BEGIN
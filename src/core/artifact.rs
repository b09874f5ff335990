use crate::domain::model::ClinicalObservation;
use crate::utils::error::{PredictorError, Result};
use crate::utils::validation::validate_range;
use serde::{Deserialize, Serialize};

/// 序列化後的模型管線（前處理 + 分類器）
#[derive(Debug, Clone, Serialize, Deserialize)]
pub struct ModelArtifact {
    pub name: String,
    #[serde(default = "default_version")]
    pub version: String,
    pub feature_names: Vec<String>,
    #[serde(default)]
    pub preprocessor: Vec<TransformStep>,
    pub classifier: ClassifierSpec,
}

fn default_version() -> String {
    "0.0.0".to_string()
}

fn default_threshold() -> f64 {
    0.5
}

#[derive(Debug, Clone, Serialize, Deserialize)]
#[serde(tag = "kind", rename_all = "snake_case")]
pub enum TransformStep {
    StandardScaler {
        columns: Vec<String>,
        mean: Vec<f64>,
        scale: Vec<f64>,
    },
    OneHot {
        column: String,
        categories: Vec<f64>,
        #[serde(default)]
        handle_unknown: HandleUnknown,
    },
    Passthrough {
        columns: Vec<String>,
    },
}

#[derive(Debug, Clone, Copy, Default, PartialEq, Eq, Serialize, Deserialize)]
#[serde(rename_all = "snake_case")]
pub enum HandleUnknown {
    #[default]
    Error,
    Ignore,
}

#[derive(Debug, Clone, Serialize, Deserialize)]
#[serde(tag = "kind", rename_all = "snake_case")]
pub enum ClassifierSpec {
    LogisticRegression {
        classes: Vec<i64>,
        coefficients: Vec<f64>,
        intercept: f64,
        #[serde(default = "default_threshold")]
        threshold: f64,
    },
    RandomForest {
        classes: Vec<i64>,
        n_features: usize,
        trees: Vec<DecisionTree>,
    },
    /// 二元 SVC：`sum(dual_coef[i] * K(sv[i], x)) + intercept > 0` 判為 classes[1]
    Svc {
        classes: Vec<i64>,
        kernel: SvcKernel,
        #[serde(default)]
        gamma: f64,
        support_vectors: Vec<Vec<f64>>,
        dual_coef: Vec<f64>,
        intercept: f64,
    },
}

#[derive(Debug, Clone, Copy, PartialEq, Eq, Serialize, Deserialize)]
#[serde(rename_all = "snake_case")]
pub enum SvcKernel {
    Linear,
    Rbf,
}

#[derive(Debug, Clone, Serialize, Deserialize)]
pub struct DecisionTree {
    pub nodes: Vec<TreeNode>,
}

/// 扁平化的樹節點，`x[feature] <= threshold` 走 left
#[derive(Debug, Clone, Serialize, Deserialize)]
#[serde(untagged)]
pub enum TreeNode {
    Split {
        feature: usize,
        threshold: f64,
        left: usize,
        right: usize,
    },
    Leaf {
        class: usize,
    },
}

impl TransformStep {
    pub fn input_columns(&self) -> Vec<&str> {
        match self {
            TransformStep::StandardScaler { columns, .. }
            | TransformStep::Passthrough { columns } => {
                columns.iter().map(String::as_str).collect()
            }
            TransformStep::OneHot { column, .. } => vec![column.as_str()],
        }
    }

    pub fn output_width(&self) -> usize {
        match self {
            TransformStep::StandardScaler { columns, .. }
            | TransformStep::Passthrough { columns } => columns.len(),
            TransformStep::OneHot { categories, .. } => categories.len(),
        }
    }
}

impl ClassifierSpec {
    pub fn classes(&self) -> &[i64] {
        match self {
            ClassifierSpec::LogisticRegression { classes, .. }
            | ClassifierSpec::RandomForest { classes, .. }
            | ClassifierSpec::Svc { classes, .. } => classes,
        }
    }

    pub fn input_width(&self) -> usize {
        match self {
            ClassifierSpec::LogisticRegression { coefficients, .. } => coefficients.len(),
            ClassifierSpec::RandomForest { n_features, .. } => *n_features,
            ClassifierSpec::Svc {
                support_vectors, ..
            } => support_vectors.first().map_or(0, Vec::len),
        }
    }
}

fn malformed(message: impl Into<String>) -> PredictorError {
    PredictorError::ArtifactError {
        message: message.into(),
    }
}

impl ModelArtifact {
    pub fn from_json_slice(bytes: &[u8]) -> Result<Self> {
        let artifact: ModelArtifact = serde_json::from_slice(bytes)?;
        artifact.validate()?;
        Ok(artifact)
    }

    /// 前處理後的欄位數（即分類器的輸入維度）
    pub fn transformed_width(&self) -> usize {
        if self.preprocessor.is_empty() {
            self.feature_names.len()
        } else {
            self.preprocessor.iter().map(TransformStep::output_width).sum()
        }
    }

    /// 載入時的結構檢查，任何不一致都視為啟動失敗
    pub fn validate(&self) -> Result<()> {
        if self.feature_names.is_empty() {
            return Err(malformed("feature_names cannot be empty"));
        }
        for name in &self.feature_names {
            if !ClinicalObservation::is_known_field(name) {
                return Err(malformed(format!(
                    "feature '{}' is not a clinical observation field",
                    name
                )));
            }
        }

        for (idx, step) in self.preprocessor.iter().enumerate() {
            for column in step.input_columns() {
                if !self.feature_names.iter().any(|n| n == column) {
                    return Err(malformed(format!(
                        "preprocessor step {} references unknown column '{}'",
                        idx, column
                    )));
                }
            }
            match step {
                TransformStep::StandardScaler {
                    columns,
                    mean,
                    scale,
                } => {
                    if mean.len() != columns.len() || scale.len() != columns.len() {
                        return Err(malformed(format!(
                            "standard_scaler step {} has {} columns but {} means and {} scales",
                            idx,
                            columns.len(),
                            mean.len(),
                            scale.len()
                        )));
                    }
                }
                TransformStep::OneHot { categories, .. } if categories.is_empty() => {
                    return Err(malformed(format!(
                        "one_hot step {} has no categories",
                        idx
                    )));
                }
                _ => {}
            }
        }

        let width = self.transformed_width();
        if width != self.classifier.input_width() {
            return Err(malformed(format!(
                "preprocessor produces {} values but classifier expects {}",
                width,
                self.classifier.input_width()
            )));
        }

        let classes = self.classifier.classes();
        if classes.len() != 2 {
            return Err(malformed(format!(
                "expected a binary classifier, found {} classes",
                classes.len()
            )));
        }

        if let ClassifierSpec::LogisticRegression { threshold, .. } = &self.classifier {
            validate_range("classifier.threshold", *threshold, 0.0, 1.0)
                .map_err(|e| malformed(e.to_string()))?;
        }

        if let ClassifierSpec::Svc {
            kernel,
            gamma,
            support_vectors,
            dual_coef,
            ..
        } = &self.classifier
        {
            if support_vectors.is_empty() {
                return Err(malformed("svc has no support vectors"));
            }
            if let Some(idx) = support_vectors.iter().position(|sv| sv.len() != width) {
                return Err(malformed(format!(
                    "support vector {} has width {} but preprocessor produces {}",
                    idx,
                    support_vectors[idx].len(),
                    width
                )));
            }
            if dual_coef.len() != support_vectors.len() {
                return Err(malformed(format!(
                    "svc has {} support vectors but {} dual coefficients",
                    support_vectors.len(),
                    dual_coef.len()
                )));
            }
            if *kernel == SvcKernel::Rbf && !(gamma.is_finite() && *gamma > 0.0) {
                return Err(malformed(format!("rbf kernel needs gamma > 0, got {}", gamma)));
            }
        }

        if let ClassifierSpec::RandomForest {
            n_features, trees, ..
        } = &self.classifier
        {
            if trees.is_empty() {
                return Err(malformed("random_forest has no trees"));
            }
            for (tree_idx, tree) in trees.iter().enumerate() {
                tree.validate(tree_idx, *n_features, classes.len())?;
            }
        }

        Ok(())
    }
}

impl DecisionTree {
    fn validate(&self, tree_idx: usize, n_features: usize, n_classes: usize) -> Result<()> {
        if self.nodes.is_empty() {
            return Err(malformed(format!("tree {} has no nodes", tree_idx)));
        }
        for (node_idx, node) in self.nodes.iter().enumerate() {
            match node {
                TreeNode::Split {
                    feature,
                    left,
                    right,
                    ..
                } => {
                    if *feature >= n_features {
                        return Err(malformed(format!(
                            "tree {} node {} splits on feature {} (width {})",
                            tree_idx, node_idx, feature, n_features
                        )));
                    }
                    if *left >= self.nodes.len() || *right >= self.nodes.len() {
                        return Err(malformed(format!(
                            "tree {} node {} points outside the tree",
                            tree_idx, node_idx
                        )));
                    }
                }
                TreeNode::Leaf { class } if *class >= n_classes => {
                    return Err(malformed(format!(
                        "tree {} leaf {} votes for class index {}",
                        tree_idx, node_idx, class
                    )));
                }
                TreeNode::Leaf { .. } => {}
            }
        }
        Ok(())
    }
}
END
▸ EXERCISE DETAILS:
Search the preceding listing for the word "utils" and pull out every line that holds it.

▸ TASK RESPONSE:
use crate::utils::error::{PredictorError, Result};
use crate::utils::validation::validate_range;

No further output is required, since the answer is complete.